Bon, il se trouve également que je suis bien placée pour en lire dans la mesure où je suis chargée d’en acheter dans le cadre de mon métier (si si, j’ai un vrai boulot dans la vraie vie !). Et comme pour bien conseiller il faut bien connaître – enfin ça, c’est mon point de vue – je n’ai donc aucun scrupule à parcourir les planches des albums que je reçois avant de les proposer aux lecteurs potentiels que je fréquente quotidiennement (vous voyez mieux ce que je fais dans le monde réel maintenant ? Non ? Toujours pas ? Z’êtes pas très perspicaces les amis…).

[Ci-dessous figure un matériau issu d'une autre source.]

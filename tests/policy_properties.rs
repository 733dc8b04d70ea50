use schedsim::config::{BurstDistribution, SchedulerConfig, WorkloadConfig};
use schedsim::process::generate_processes;
use schedsim::{MetricsCollector, Process, ScheduleError, Scheduler, SchedulingPolicy, Ticks};

const TIME_QUANTUM: Ticks = 3;
const Q1: Ticks = 2;
const Q2: Ticks = 5;

fn create_test_scheduler() -> Scheduler {
    Scheduler::new(SchedulerConfig {
        policy: "all".to_string(),
        time_quantum: TIME_QUANTUM,
        q1_quantum: Q1,
        q2_quantum: Q2,
    })
    .unwrap()
}

/// Seeded workloads covering idle gaps, simultaneous arrivals and single processes
fn create_test_workloads() -> Vec<Vec<Process>> {
    let mut workloads = Vec::new();
    for seed in 0..20u64 {
        for pattern in ["poisson", "uniform", "batched"] {
            let workload = WorkloadConfig {
                num_processes: 1 + (seed as usize % 12),
                arrival_pattern: pattern.to_string(),
                arrival_rate: 0.3,
                max_arrival_time: 30,
                burst_time_dist: BurstDistribution::Uniform { min: 1, max: 12 },
                seed,
            };
            workloads.push(generate_processes(&workload).unwrap());
        }
    }
    workloads
}

#[test]
fn test_conservation_and_arrival_respect() {
    let scheduler = create_test_scheduler();
    for processes in create_test_workloads() {
        for policy in SchedulingPolicy::ALL {
            let timeline = scheduler.schedule(policy, &processes).unwrap();
            for p in &processes {
                assert_eq!(
                    timeline.busy_time_for(&p.id),
                    p.burst_time,
                    "{} lost work for {}",
                    policy,
                    p.id
                );
                assert!(timeline
                    .intervals_for(&p.id)
                    .all(|i| i.start_time >= p.arrival_time));
            }
            assert!(MetricsCollector::from_timeline(&processes, &timeline).is_conserved());
        }
    }
}

#[test]
fn test_intervals_never_overlap() {
    let scheduler = create_test_scheduler();
    for processes in create_test_workloads() {
        for policy in SchedulingPolicy::ALL {
            let timeline = scheduler.schedule(policy, &processes).unwrap();
            for pair in timeline.intervals().windows(2) {
                assert!(pair[0].start_time < pair[0].end_time);
                assert!(
                    pair[0].end_time <= pair[1].start_time,
                    "{} overlaps {:?} and {:?}",
                    policy,
                    pair[0],
                    pair[1]
                );
            }
        }
    }
}

#[test]
fn test_all_policies_share_makespan() {
    // every policy is work conserving, so only the order of work differs
    let scheduler = create_test_scheduler();
    for processes in create_test_workloads() {
        let makespans: Vec<Ticks> = SchedulingPolicy::ALL
            .iter()
            .map(|&policy| scheduler.schedule(policy, &processes).unwrap().makespan())
            .collect();
        assert!(makespans.windows(2).all(|w| w[0] == w[1]), "{:?}", makespans);
    }
}

#[test]
fn test_round_robin_fairness_bound() {
    let scheduler = create_test_scheduler();
    for processes in create_test_workloads() {
        let timeline = scheduler.round_robin(&processes).unwrap();
        let others = processes.len().saturating_sub(1) as Ticks;

        for p in &processes {
            let slices: Vec<_> = timeline.intervals_for(&p.id).collect();
            assert!(slices.iter().all(|s| s.duration() <= TIME_QUANTUM));

            for pair in slices.windows(2) {
                let (gap_start, gap_end) = (pair[0].end_time, pair[1].start_time);
                let busy_in_gap: Ticks = timeline
                    .iter()
                    .filter(|i| i.start_time >= gap_start && i.end_time <= gap_end)
                    .map(|i| i.duration())
                    .sum();
                assert!(
                    busy_in_gap <= others * TIME_QUANTUM,
                    "{} waited {} busy ticks between slices",
                    p.id,
                    busy_in_gap
                );
            }
        }
    }
}

#[test]
fn test_mlfq_slices_follow_quanta() {
    let scheduler = create_test_scheduler();
    for processes in create_test_workloads() {
        let timeline = scheduler.mlfq(&processes).unwrap();
        for p in &processes {
            let mut expected = vec![p.burst_time.min(Q1)];
            if p.burst_time > Q1 {
                expected.push((p.burst_time - Q1).min(Q2));
            }
            if p.burst_time > Q1 + Q2 {
                expected.push(p.burst_time - Q1 - Q2);
            }

            let slices: Vec<Ticks> = timeline.intervals_for(&p.id).map(|i| i.duration()).collect();
            assert_eq!(slices, expected, "slices of {}", p.id);
        }
    }
}

#[test]
fn test_stcf_minimizes_mean_turnaround() {
    let scheduler = create_test_scheduler();
    for processes in create_test_workloads() {
        let mean_turnaround = |policy| {
            let timeline = scheduler.schedule(policy, &processes).unwrap();
            MetricsCollector::from_timeline(&processes, &timeline)
                .summary()
                .avg_turnaround_time
        };
        let stcf = mean_turnaround(SchedulingPolicy::Stcf);
        for policy in SchedulingPolicy::ALL {
            assert!(stcf <= mean_turnaround(policy) + 1e-9, "{} beat STCF", policy);
        }
    }
}

#[test]
fn test_runs_are_idempotent_and_leave_input_untouched() {
    let scheduler = create_test_scheduler();
    for processes in create_test_workloads().into_iter().take(10) {
        let snapshot = processes.clone();
        for policy in SchedulingPolicy::ALL {
            let first = scheduler.schedule(policy, &processes).unwrap();
            let second = scheduler.schedule(policy, &processes).unwrap();
            assert_eq!(first, second);
        }
        assert_eq!(processes, snapshot);
    }
}

#[test]
fn test_invalid_input_fails_atomically() {
    let scheduler = create_test_scheduler();
    let zero_burst = vec![Process::new("P1", 0, 4), Process::new("P2", 1, 0)];
    let duplicate = vec![Process::new("P1", 0, 4), Process::new("P1", 1, 2)];
    let empty_id = vec![Process::new("", 0, 4)];
    let clock_overflow = vec![Process::new("P1", 0, Ticks::MAX), Process::new("P2", 0, 1)];

    for policy in SchedulingPolicy::ALL {
        for processes in [&zero_burst, &duplicate, &empty_id, &clock_overflow] {
            assert!(matches!(
                scheduler.schedule(policy, processes),
                Err(ScheduleError::InvalidProcess { .. })
            ));
        }
        assert!(scheduler.schedule(policy, &[]).unwrap().is_empty());
    }

    for (time_quantum, q1_quantum, q2_quantum) in [(0, 4, 8), (4, 0, 8), (4, 4, 0)] {
        let config = SchedulerConfig {
            time_quantum,
            q1_quantum,
            q2_quantum,
            ..SchedulerConfig::default()
        };
        assert!(matches!(
            Scheduler::new(config),
            Err(ScheduleError::InvalidConfiguration { value: 0, .. })
        ));
    }
}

Bref, comme d’habitude je m’égare… Donc cette semaine, après avoir ramené « Bojangles » du boulot à mon cher et tendre, je me suis dit que j’allais embarquer pour moi « Mitterrand : un jeune homme de droite » que j’avais repéré en faisant mes fameux achats dans une revue critique sur les sorties BD. Il faut dire que, au vu de mon grand âge, j’ai de nombreux souvenirs d’enfance ou de jeunesse avec ce personnage phare de la Vème République : ma maman exultant dans la cuisine de notre appartement à l’annonce des résultats, au soir de son élection à la Présidence de la République, le 21 mai 1981 ; les débats télévisés et leurs lots de phrases assassines, telles que celle assénée à Jacques Chirac dans la campagne de l’entre-deux tours de l’élection présidentielle de 1988 (Jacques Chirac : « Ce soir, vous n’êtes pas le président de la République, nous sommes deux candidats à égalité (…), vous me permettrez donc de vous appeler monsieur Mitterrand ». Réponse de François Mitterrand, sourire aux lèvres : « Mais vous avez tout à fait raison, monsieur le Premier ministre ») ; jusqu’à l’annonce de son décès en janvier 1996 alors que j’étais étudiante à Sciences Po (je me sentais doublement – du fait de ces souvenirs et de mon orientation universitaire – particulièrement touchée par sa disparition).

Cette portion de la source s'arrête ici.